SUPPLIED MATERIAL »
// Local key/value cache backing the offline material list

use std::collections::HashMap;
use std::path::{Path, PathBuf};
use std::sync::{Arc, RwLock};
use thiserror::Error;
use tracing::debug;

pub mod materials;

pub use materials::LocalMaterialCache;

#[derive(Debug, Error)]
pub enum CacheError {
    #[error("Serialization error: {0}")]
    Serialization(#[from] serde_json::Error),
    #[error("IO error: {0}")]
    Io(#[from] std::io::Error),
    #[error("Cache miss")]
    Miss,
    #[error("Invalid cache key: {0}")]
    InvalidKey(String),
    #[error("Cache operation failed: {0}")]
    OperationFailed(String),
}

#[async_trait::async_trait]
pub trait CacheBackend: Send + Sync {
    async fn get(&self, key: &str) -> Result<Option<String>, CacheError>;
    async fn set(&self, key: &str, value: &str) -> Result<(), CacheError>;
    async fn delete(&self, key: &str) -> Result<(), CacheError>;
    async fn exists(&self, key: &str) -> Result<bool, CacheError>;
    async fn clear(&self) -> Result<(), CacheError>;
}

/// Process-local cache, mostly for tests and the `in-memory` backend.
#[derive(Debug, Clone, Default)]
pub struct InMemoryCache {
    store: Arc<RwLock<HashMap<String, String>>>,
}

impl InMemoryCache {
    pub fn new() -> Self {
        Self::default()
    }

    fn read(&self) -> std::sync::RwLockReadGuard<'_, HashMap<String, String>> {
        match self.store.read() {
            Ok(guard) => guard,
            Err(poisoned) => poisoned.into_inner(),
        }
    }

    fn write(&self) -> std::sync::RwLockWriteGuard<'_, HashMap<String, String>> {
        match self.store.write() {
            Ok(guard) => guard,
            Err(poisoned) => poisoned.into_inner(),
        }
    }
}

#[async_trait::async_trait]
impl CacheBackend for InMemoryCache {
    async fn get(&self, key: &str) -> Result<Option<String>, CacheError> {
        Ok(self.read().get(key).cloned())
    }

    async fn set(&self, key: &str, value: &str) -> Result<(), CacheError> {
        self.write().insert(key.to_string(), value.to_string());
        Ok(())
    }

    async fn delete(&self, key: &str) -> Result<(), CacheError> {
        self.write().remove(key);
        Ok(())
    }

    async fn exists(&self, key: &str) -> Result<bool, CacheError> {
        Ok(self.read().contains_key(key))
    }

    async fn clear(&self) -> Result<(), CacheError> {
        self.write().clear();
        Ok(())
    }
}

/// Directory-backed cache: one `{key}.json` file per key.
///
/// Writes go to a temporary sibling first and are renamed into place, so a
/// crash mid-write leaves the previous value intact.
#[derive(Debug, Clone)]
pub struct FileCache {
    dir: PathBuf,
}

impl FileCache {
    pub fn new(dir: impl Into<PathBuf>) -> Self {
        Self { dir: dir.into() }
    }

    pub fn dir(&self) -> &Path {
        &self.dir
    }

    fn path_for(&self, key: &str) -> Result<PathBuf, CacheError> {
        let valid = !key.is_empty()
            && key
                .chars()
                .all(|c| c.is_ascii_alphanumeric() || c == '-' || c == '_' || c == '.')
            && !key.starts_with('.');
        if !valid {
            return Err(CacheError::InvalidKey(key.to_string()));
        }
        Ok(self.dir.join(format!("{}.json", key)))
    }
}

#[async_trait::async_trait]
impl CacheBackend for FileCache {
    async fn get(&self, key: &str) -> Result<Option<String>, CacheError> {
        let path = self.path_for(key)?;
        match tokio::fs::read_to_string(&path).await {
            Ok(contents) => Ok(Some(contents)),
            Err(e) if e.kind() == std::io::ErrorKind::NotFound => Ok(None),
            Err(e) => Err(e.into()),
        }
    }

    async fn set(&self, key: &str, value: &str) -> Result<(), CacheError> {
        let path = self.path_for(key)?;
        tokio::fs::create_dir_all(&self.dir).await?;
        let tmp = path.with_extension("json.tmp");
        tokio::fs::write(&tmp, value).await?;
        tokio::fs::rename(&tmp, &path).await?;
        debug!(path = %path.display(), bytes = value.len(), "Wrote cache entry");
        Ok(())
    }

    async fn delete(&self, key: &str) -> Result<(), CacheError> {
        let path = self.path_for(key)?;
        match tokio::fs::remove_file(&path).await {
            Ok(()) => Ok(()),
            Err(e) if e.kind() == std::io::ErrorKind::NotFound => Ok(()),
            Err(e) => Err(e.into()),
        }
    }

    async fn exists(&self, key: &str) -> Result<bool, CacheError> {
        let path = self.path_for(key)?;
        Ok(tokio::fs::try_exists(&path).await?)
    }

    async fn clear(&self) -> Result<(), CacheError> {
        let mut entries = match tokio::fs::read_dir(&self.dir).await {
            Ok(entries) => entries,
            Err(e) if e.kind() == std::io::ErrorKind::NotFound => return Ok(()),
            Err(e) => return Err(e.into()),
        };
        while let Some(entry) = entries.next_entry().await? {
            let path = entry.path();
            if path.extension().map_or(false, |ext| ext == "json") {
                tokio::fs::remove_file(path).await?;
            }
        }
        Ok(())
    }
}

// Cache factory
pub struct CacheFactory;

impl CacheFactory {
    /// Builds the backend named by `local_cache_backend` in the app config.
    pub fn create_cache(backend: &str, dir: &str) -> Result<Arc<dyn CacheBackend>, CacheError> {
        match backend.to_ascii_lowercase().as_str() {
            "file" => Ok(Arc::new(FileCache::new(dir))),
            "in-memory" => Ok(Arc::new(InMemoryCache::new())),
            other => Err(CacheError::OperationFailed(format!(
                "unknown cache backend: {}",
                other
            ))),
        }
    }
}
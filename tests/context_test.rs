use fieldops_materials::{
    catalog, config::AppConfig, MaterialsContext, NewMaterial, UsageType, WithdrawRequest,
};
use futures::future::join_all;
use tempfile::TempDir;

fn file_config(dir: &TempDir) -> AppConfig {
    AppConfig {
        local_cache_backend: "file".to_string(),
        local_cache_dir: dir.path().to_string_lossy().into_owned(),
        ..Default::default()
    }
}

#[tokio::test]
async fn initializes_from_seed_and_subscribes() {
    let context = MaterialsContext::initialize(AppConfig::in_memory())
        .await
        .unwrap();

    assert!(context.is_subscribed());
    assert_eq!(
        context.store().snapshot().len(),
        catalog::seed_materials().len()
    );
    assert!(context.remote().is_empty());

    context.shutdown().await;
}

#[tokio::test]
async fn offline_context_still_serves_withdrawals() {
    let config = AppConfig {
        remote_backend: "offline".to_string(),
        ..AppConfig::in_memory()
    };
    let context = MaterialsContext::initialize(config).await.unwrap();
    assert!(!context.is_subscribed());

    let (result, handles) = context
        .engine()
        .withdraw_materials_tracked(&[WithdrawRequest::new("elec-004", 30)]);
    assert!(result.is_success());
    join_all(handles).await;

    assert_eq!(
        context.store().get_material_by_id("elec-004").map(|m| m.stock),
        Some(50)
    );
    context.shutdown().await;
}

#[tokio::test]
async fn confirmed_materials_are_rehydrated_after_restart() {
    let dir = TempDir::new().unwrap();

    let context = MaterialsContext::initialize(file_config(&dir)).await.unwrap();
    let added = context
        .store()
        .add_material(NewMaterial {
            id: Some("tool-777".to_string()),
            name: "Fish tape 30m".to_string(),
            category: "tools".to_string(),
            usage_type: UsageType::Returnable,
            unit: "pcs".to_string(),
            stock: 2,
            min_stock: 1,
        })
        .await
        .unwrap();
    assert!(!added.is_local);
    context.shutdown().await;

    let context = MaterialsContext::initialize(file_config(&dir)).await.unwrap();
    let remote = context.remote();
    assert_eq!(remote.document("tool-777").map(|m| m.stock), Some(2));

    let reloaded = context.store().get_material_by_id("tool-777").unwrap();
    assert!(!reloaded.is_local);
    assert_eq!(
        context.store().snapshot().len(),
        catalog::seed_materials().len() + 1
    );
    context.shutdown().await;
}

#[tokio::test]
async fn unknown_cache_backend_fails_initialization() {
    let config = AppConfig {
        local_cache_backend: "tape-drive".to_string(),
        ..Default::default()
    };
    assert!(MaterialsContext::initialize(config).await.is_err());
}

EXERCISE DESCRIPTION » Locate the word "handles" in the records and collect each line it appears in.

RESPONSE BELOW »
    let (result, handles) = context
    join_all(handles).await;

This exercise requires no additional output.